Luz Acosta

Personal information
- Born: December 22, 1980 (age 45) Guaymas, Sonora, Mexico
- Height: 1.66 m (5 ft 5+1⁄2 in)
- Weight: 63 kg (139 lb)

Sport
- Country: Mexico
- Sport: Weightlifting
- Event: 63kg
- Coached by: Joel Pastor Roman

Medal record
Representing Mexico
Olympic Games
| Bronze medal – third place | 2012 London | -63 kg |
Pan American Games
| Bronze medal – third place | 2011 Guadalajara | 63 kg |

= Luz Acosta =

Mexican weightlifter (born 1980)

Luz Mercedes Acosta Tollefson (born December 22, 1980, in Guaymas, Sonora, Mexico) is a Mexican former weightlifter who competed for her native country at the Olympic level.

She made her Olympic debut at the 2008 Summer Olympics, where she finished in 8th place. Later on she participated at the 2011 Pan American Games at Guadalajara, Mexico, where she won the bronze medal.

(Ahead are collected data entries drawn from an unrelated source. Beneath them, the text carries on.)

#![forbid(unsafe_code)]

use super::{GoalForest, GoalTreeNode, NodeIndex};
use crate::error::GoalError;
use crate::ids::GoalId;
use crate::model::GoalRecord;
use std::collections::{HashMap, HashSet};
use tracing::{debug, warn};

/// Result of one assembly pass: the forest plus everything that had to be
/// dropped or repaired to build it.
#[derive(Debug, Default)]
pub struct Assembly {
    pub forest: GoalForest,
    /// `MalformedTree` for orphans, `Cycle` for broken loops.
    pub diagnostics: Vec<GoalError>,
}

enum Ancestry {
    Orphaned,
    Loop(GoalId),
}

struct Builder {
    slots: Vec<Option<GoalRecord>>,
    slot_of: HashMap<GoalId, usize>,
    groups: HashMap<Option<GoalId>, Vec<usize>>,
    forest: GoalForest,
}

impl Builder {
    fn new(records: Vec<GoalRecord>) -> Self {
        let mut slots = Vec::with_capacity(records.len());
        let mut slot_of = HashMap::with_capacity(records.len());
        for record in records {
            if slot_of.contains_key(&record.id) {
                warn!(goal = %record.id, "duplicate goal id in snapshot; keeping the first");
                continue;
            }
            slot_of.insert(record.id, slots.len());
            slots.push(Some(record));
        }

        let mut groups: HashMap<Option<GoalId>, Vec<usize>> = HashMap::new();
        for (slot, record) in slots.iter().enumerate() {
            if let Some(record) = record {
                groups.entry(record.parent_id).or_default().push(slot);
            }
        }
        for siblings in groups.values_mut() {
            siblings.sort_by_key(|slot| {
                let record = slots[*slot].as_ref();
                record.map(|r| (r.created_at_ms, r.id))
            });
        }

        Self {
            slots,
            slot_of,
            groups,
            forest: GoalForest::default(),
        }
    }

    fn record(&self, id: GoalId) -> Option<&GoalRecord> {
        self.slot_of
            .get(&id)
            .and_then(|slot| self.slots[*slot].as_ref())
    }

    fn is_placed(&self, id: GoalId) -> bool {
        self.slot_of
            .get(&id)
            .is_some_and(|slot| self.slots[*slot].is_none())
    }

    /// Pre-order descent from `slot`, pulling each node's children from the
    /// parent grouping built once up front.
    fn attach_root(&mut self, slot: usize) {
        let mut stack: Vec<(usize, Option<NodeIndex>, usize)> = vec![(slot, None, 0)];
        while let Some((slot, parent, depth)) = stack.pop() {
            let Some(record) = self.slots[slot].take() else {
                continue;
            };
            let id = record.id;
            let idx = NodeIndex(self.forest.nodes.len());
            self.forest.nodes.push(GoalTreeNode {
                record,
                parent,
                children: Vec::new(),
                depth,
                progress: 0,
                descendant_count: 0,
            });
            self.forest.by_id.insert(id, idx);
            match parent {
                Some(parent) => self.forest.nodes[parent.0].children.push(idx),
                None => self.forest.roots.push(idx),
            }
            if let Some(children) = self.groups.get(&Some(id)) {
                for child in children.iter().rev() {
                    stack.push((*child, Some(idx), depth + 1));
                }
            }
        }
    }

    fn trace_ancestry(&self, start: GoalId, excluded: &HashSet<GoalId>) -> Ancestry {
        let mut seen = HashSet::new();
        let mut current = start;
        loop {
            if excluded.contains(&current) {
                return Ancestry::Orphaned;
            }
            if !seen.insert(current) {
                return Ancestry::Loop(current);
            }
            match self.record(current).and_then(|r| r.parent_id) {
                Some(parent) if self.slot_of.contains_key(&parent) => current = parent,
                _ => return Ancestry::Orphaned,
            }
        }
    }

    /// Smallest id on the loop that passes through `entry`.
    fn loop_anchor(&self, entry: GoalId) -> GoalId {
        let mut anchor = entry;
        let mut current = self.record(entry).and_then(|r| r.parent_id);
        while let Some(id) = current {
            if id == entry {
                break;
            }
            anchor = anchor.min(id);
            current = self.record(id).and_then(|r| r.parent_id);
        }
        anchor
    }

    fn finish(mut self) -> GoalForest {
        for i in (0..self.forest.nodes.len()).rev() {
            let count = self.forest.nodes[i]
                .children
                .iter()
                .map(|child| self.forest.nodes[child.0].descendant_count + 1)
                .sum();
            self.forest.nodes[i].descendant_count = count;
        }
        self.forest
    }
}

impl GoalForest {
    /// Builds the forest from a flat snapshot in time linear in the record count.
    ///
    /// Records whose parent is missing are dropped together with everything
    /// below them and reported as `MalformedTree`. Records caught in a parent
    /// loop are kept: the smallest id on the loop becomes a root and a `Cycle`
    /// diagnostic is reported. Neither case aborts the pass.
    pub fn assemble(records: Vec<GoalRecord>) -> Assembly {
        let mut builder = Builder::new(records);
        let mut diagnostics = Vec::new();

        let mut orphans: Vec<(GoalId, GoalId)> = builder
            .slots
            .iter()
            .flatten()
            .filter_map(|r| {
                let parent = r.parent_id?;
                (!builder.slot_of.contains_key(&parent)).then_some((r.id, parent))
            })
            .collect();
        orphans.sort();
        for (id, parent) in &orphans {
            warn!(goal = %id, parent = %parent, "dropping goal with missing parent");
            diagnostics.push(GoalError::MalformedTree {
                id: *id,
                parent: *parent,
            });
        }

        let roots = builder.groups.get(&None).cloned().unwrap_or_default();
        for slot in roots {
            builder.attach_root(slot);
        }

        // Whatever is still unplaced either hangs below an orphan or sits on a loop.
        let mut pending: Vec<GoalId> = builder.slots.iter().flatten().map(|r| r.id).collect();
        pending.sort();
        let mut excluded: HashSet<GoalId> = orphans.iter().map(|(id, _)| *id).collect();
        for id in pending {
            if builder.is_placed(id) || excluded.contains(&id) {
                continue;
            }
            match builder.trace_ancestry(id, &excluded) {
                Ancestry::Orphaned => {
                    debug!(goal = %id, "goal sits below a dropped orphan");
                    excluded.insert(id);
                }
                Ancestry::Loop(entry) => {
                    let anchor = builder.loop_anchor(entry);
                    warn!(goal = %anchor, "breaking parent cycle by treating goal as a root");
                    diagnostics.push(GoalError::Cycle { id: anchor });
                    if let Some(slot) = builder.slot_of.get(&anchor).copied() {
                        builder.attach_root(slot);
                    }
                }
            }
        }

        let forest = builder.finish();
        debug!(
            nodes = forest.len(),
            roots = forest.roots.len(),
            diagnostics = diagnostics.len(),
            "assembled goal forest"
        );
        Assembly {
            forest,
            diagnostics,
        }
    }
}
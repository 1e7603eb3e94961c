#![forbid(unsafe_code)]

use crate::error::GoalError;
use crate::ids::GoalId;
use crate::model::{GoalPatch, GoalRecord, NewGoal, PositionUpdate};

/// Authoritative flat storage for goal records.
///
/// Implementations own referential integrity: `create` checks that the parent
/// exists, `update` rejects parent reassignments that would form a cycle, and
/// `delete` removes the whole subtree. `update_positions` must be atomic: either
/// every entry is written or none is.
pub trait RecordStore {
    type Error: Into<GoalError>;

    fn list_all(&mut self) -> Result<Vec<GoalRecord>, Self::Error>;

    fn get(&mut self, id: GoalId) -> Result<Option<GoalRecord>, Self::Error>;

    /// Direct children ordered by creation time. `None` lists the roots.
    fn list_children(&mut self, parent: Option<GoalId>) -> Result<Vec<GoalRecord>, Self::Error>;

    fn create(&mut self, goal: NewGoal) -> Result<GoalRecord, Self::Error>;

    fn update(&mut self, id: GoalId, patch: GoalPatch) -> Result<GoalRecord, Self::Error>;

    /// Returns whether a record was removed.
    fn delete(&mut self, id: GoalId) -> Result<bool, Self::Error>;

    /// Returns the number of rows written.
    fn update_positions(&mut self, batch: &[PositionUpdate]) -> Result<usize, Self::Error>;
}
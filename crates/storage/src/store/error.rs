#![forbid(unsafe_code)]

use gm_core::{GoalError, GoalId, ValidationError};
use thiserror::Error;

#[derive(Debug, Error)]
pub enum StoreError {
    #[error("io: {0}")]
    Io(#[from] std::io::Error),
    #[error("sqlite: {0}")]
    Sql(#[from] rusqlite::Error),
    #[error(transparent)]
    Validation(#[from] ValidationError),
    #[error("unknown goal {id}")]
    UnknownGoal { id: GoalId },
    #[error("invalid row: {0}")]
    InvalidRow(&'static str),
    #[error("invalid input: {0}")]
    InvalidInput(&'static str),
}

impl From<StoreError> for GoalError {
    fn from(value: StoreError) -> Self {
        match value {
            StoreError::Validation(err) => GoalError::Validation(err),
            StoreError::UnknownGoal { id } => GoalError::NotFound { id },
            other => GoalError::store(other),
        }
    }
}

In 2012, she qualified to participate at the 2012 Summer Olympics, her second Olympic Games. She participated in the 63 kg category, finishing in 6th place. Years later, positive doping tests for the gold and silver medalists raised the prospect of her being upgraded to the bronze medal position in the 2012 Olympic event. This was confirmed in May 2017. Acosta expressed disappointment at not having been able to stand on the podium at the Olympics itself, but was pleased at having set an example for clean competition.